» **Material shown**:
--- START ---

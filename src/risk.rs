//! Route roughness and downhill risk

use rust_decimal::Decimal;
use rust_decimal_macros::dec;
use serde::{Deserialize, Serialize};
use std::fmt;

use crate::effort::RouteType;
use crate::grip::RiskLevel;

const ROUGHNESS_FACTOR: Decimal = dec!(0.15);
const DESCENT_FACTOR: Decimal = dec!(0.6);
const DOWNHILL_DISTANCE_FACTOR: Decimal = dec!(0.3);

#[derive(Debug, Clone, Copy, PartialEq, Eq, PartialOrd, Ord, Serialize, Deserialize)]
#[serde(rename_all = "snake_case")]
pub enum Technicality {
    VeryLow,
    Low,
    Moderate,
    High,
}

impl fmt::Display for Technicality {
    fn fmt(&self, f: &mut fmt::Formatter<'_>) -> fmt::Result {
        let label = match self {
            Technicality::VeryLow => "very low",
            Technicality::Low => "low",
            Technicality::Moderate => "moderate",
            Technicality::High => "high",
        };
        write!(f, "{}", label)
    }
}

pub fn technicality(route_type: RouteType) -> Technicality {
    match route_type {
        RouteType::Road => Technicality::VeryLow,
        RouteType::FireTrail => Technicality::Low,
        RouteType::Technical => Technicality::Moderate,
        RouteType::Alpine => Technicality::High,
    }
}

/// Roughness rating index (RRI): metres of gain per km, scaled by 0.15.
/// Zero for a route without distance.
pub fn roughness_index(distance_km: Decimal, gain_m: Decimal) -> Decimal {
    if distance_km <= dec!(0) {
        return dec!(0);
    }
    gain_m / distance_km * ROUGHNESS_FACTOR
}

/// Downhill risk score from the descending distance (km) and total descent (m)
pub fn downhill_risk(downhill_km: Decimal, descent_m: Decimal) -> Decimal {
    if downhill_km <= dec!(0) {
        return dec!(0);
    }
    descent_m / downhill_km * DESCENT_FACTOR + downhill_km * DOWNHILL_DISTANCE_FACTOR
}

/// Risk band for a downhill risk score
pub fn risk_level(score: Decimal) -> RiskLevel {
    if score <= dec!(20) {
        RiskLevel::Low
    } else if score <= dec!(40) {
        RiskLevel::Moderate
    } else if score <= dec!(70) {
        RiskLevel::High
    } else {
        RiskLevel::Critical
    }
}

#[derive(Debug, Clone, Copy, PartialEq, Serialize, Deserialize)]
pub struct RouteAssessment {
    pub roughness_index: Decimal,
    pub downhill_risk: Decimal,
    pub downhill_level: RiskLevel,
    pub technicality: Technicality,
}

pub fn assess_route(
    distance_km: Decimal,
    gain_m: Decimal,
    downhill_km: Decimal,
    descent_m: Decimal,
    route_type: RouteType,
) -> RouteAssessment {
    let downhill_risk = downhill_risk(downhill_km, descent_m);

    RouteAssessment {
        roughness_index: roughness_index(distance_km, gain_m),
        downhill_risk,
        downhill_level: risk_level(downhill_risk),
        technicality: technicality(route_type),
    }
}

#[cfg(test)]
mod tests {
    use super::*;

    #[test]
    fn test_roughness_index() {
        assert_eq!(roughness_index(dec!(10), dec!(1000)), dec!(15));
        assert_eq!(roughness_index(dec!(0), dec!(1000)), dec!(0));
    }

    #[test]
    fn test_downhill_risk() {
        // 50 m/km * 0.6 + 4 km * 0.3
        assert_eq!(downhill_risk(dec!(4), dec!(200)), dec!(31.2));
        assert_eq!(downhill_risk(dec!(0), dec!(200)), dec!(0));
    }

    #[test]
    fn test_risk_bands() {
        assert_eq!(risk_level(dec!(20)), RiskLevel::Low);
        assert_eq!(risk_level(dec!(31.2)), RiskLevel::Moderate);
        assert_eq!(risk_level(dec!(70)), RiskLevel::High);
        assert_eq!(risk_level(dec!(70.1)), RiskLevel::Critical);
    }

    #[test]
    fn test_route_assessment() {
        let assessment = assess_route(dec!(20), dec!(1500), dec!(8), dec!(1500), RouteType::Alpine);

        assert_eq!(assessment.roughness_index, dec!(11.25));
        assert_eq!(assessment.downhill_risk, dec!(114.9));
        assert_eq!(assessment.downhill_level, RiskLevel::Critical);
        assert_eq!(assessment.technicality, Technicality::High);
        assert_eq!(technicality(RouteType::Road), Technicality::VeryLow);
    }
}
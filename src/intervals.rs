//! Interval session planning
//!
//! Two ways in: rep times per set (which gives the pace of each set), or a
//! target pace (which gives the time of each rep).

use rust_decimal::Decimal;
use rust_decimal_macros::dec;
use serde::{Deserialize, Serialize};

use crate::error::CalculationError;

/// `count` reps each run in `seconds`
#[derive(Debug, Clone, Copy, PartialEq, Eq, Serialize, Deserialize)]
pub struct IntervalSet {
    pub seconds: u32,
    pub count: u32,
}

#[derive(Debug, Clone, Copy, PartialEq, Serialize, Deserialize)]
pub struct SetResult {
    pub set: IntervalSet,
    /// min/km
    pub pace: Decimal,
    /// Intensity relative to threshold pace, when one is known
    pub threshold_percent: Option<Decimal>,
}

#[derive(Debug, Clone, PartialEq, Serialize, Deserialize)]
pub struct IntervalPlan {
    pub sets: Vec<SetResult>,
    pub total_distance_km: Decimal,
    pub total_seconds: Decimal,
}

#[derive(Debug, Clone, Copy, PartialEq, Serialize, Deserialize)]
pub struct RepPlan {
    pub seconds_per_rep: Decimal,
    pub total_distance_km: Decimal,
    pub total_seconds: Decimal,
}

/// Intensity of `pace` as a percentage of threshold pace; faster is above 100
pub fn threshold_percent(pace: Decimal, threshold_pace: Decimal) -> Result<Decimal, CalculationError> {
    if pace <= dec!(0) {
        return Err(CalculationError::DivisionByZero {
            calculation: "threshold percent",
        });
    }
    Ok(threshold_pace / pace * dec!(100))
}

fn check_distance(rep_distance_m: Decimal) -> Result<Decimal, CalculationError> {
    if rep_distance_m <= dec!(0) {
        return Err(CalculationError::invalid("intervals", "rep_distance_m", rep_distance_m));
    }
    Ok(rep_distance_m / dec!(1000))
}

/// Pace of each set from its rep time. Empty sets are dropped.
pub fn plan_by_time(
    rep_distance_m: Decimal,
    sets: &[IntervalSet],
    threshold_pace: Option<Decimal>,
) -> Result<IntervalPlan, CalculationError> {
    let rep_km = check_distance(rep_distance_m)?;
    let threshold_pace = threshold_pace.filter(|p| *p > dec!(0));

    let mut plan = IntervalPlan {
        sets: Vec::new(),
        total_distance_km: dec!(0),
        total_seconds: dec!(0),
    };

    for set in sets.iter().filter(|s| s.seconds > 0 && s.count > 0) {
        let seconds = Decimal::from(set.seconds);
        let count = Decimal::from(set.count);
        let pace = seconds / dec!(60) / rep_km;

        let threshold_percent = match threshold_pace {
            Some(t) => Some(threshold_percent(pace, t)?),
            None => None,
        };

        plan.total_distance_km += rep_km * count;
        plan.total_seconds += seconds * count;
        plan.sets.push(SetResult {
            set: *set,
            pace,
            threshold_percent,
        });
    }

    if plan.sets.is_empty() {
        return Err(CalculationError::InsufficientData {
            calculation: "intervals",
            reason: "no set has both a rep time and a rep count".to_string(),
        });
    }

    Ok(plan)
}

/// Rep time for running `reps` x `rep_distance_m` at a target pace
pub fn plan_by_pace(
    rep_distance_m: Decimal,
    target_pace_min_per_km: Decimal,
    reps: u32,
) -> Result<RepPlan, CalculationError> {
    let rep_km = check_distance(rep_distance_m)?;
    if target_pace_min_per_km <= dec!(0) {
        return Err(CalculationError::invalid("intervals", "target_pace", target_pace_min_per_km));
    }
    if reps == 0 {
        return Err(CalculationError::invalid("intervals", "reps", reps));
    }

    let seconds_per_rep = target_pace_min_per_km * dec!(60) * rep_km;
    let reps = Decimal::from(reps);

    Ok(RepPlan {
        seconds_per_rep,
        total_distance_km: rep_km * reps,
        total_seconds: seconds_per_rep * reps,
    })
}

--- END ---

» **Task directions**: Reproduce exactly the first line of the listing and every line after it, through the one containing "route without distance.". Nothing else belongs in the output.

» **Answer box**:
filename src/risk.rs
//! Route roughness and downhill risk

use rust_decimal::Decimal;
use rust_decimal_macros::dec;
use serde::{Deserialize, Serialize};
use std::fmt;

use crate::effort::RouteType;
use crate::grip::RiskLevel;

const ROUGHNESS_FACTOR: Decimal = dec!(0.15);
const DESCENT_FACTOR: Decimal = dec!(0.6);
const DOWNHILL_DISTANCE_FACTOR: Decimal = dec!(0.3);

#[derive(Debug, Clone, Copy, PartialEq, Eq, PartialOrd, Ord, Serialize, Deserialize)]
#[serde(rename_all = "snake_case")]
pub enum Technicality {
    VeryLow,
    Low,
    Moderate,
    High,
}

impl fmt::Display for Technicality {
    fn fmt(&self, f: &mut fmt::Formatter<'_>) -> fmt::Result {
        let label = match self {
            Technicality::VeryLow => "very low",
            Technicality::Low => "low",
            Technicality::Moderate => "moderate",
            Technicality::High => "high",
        };
        write!(f, "{}", label)
    }
}

pub fn technicality(route_type: RouteType) -> Technicality {
    match route_type {
        RouteType::Road => Technicality::VeryLow,
        RouteType::FireTrail => Technicality::Low,
        RouteType::Technical => Technicality::Moderate,
        RouteType::Alpine => Technicality::High,
    }
}

/// Roughness rating index (RRI): metres of gain per km, scaled by 0.15.
/// Zero for a route without distance.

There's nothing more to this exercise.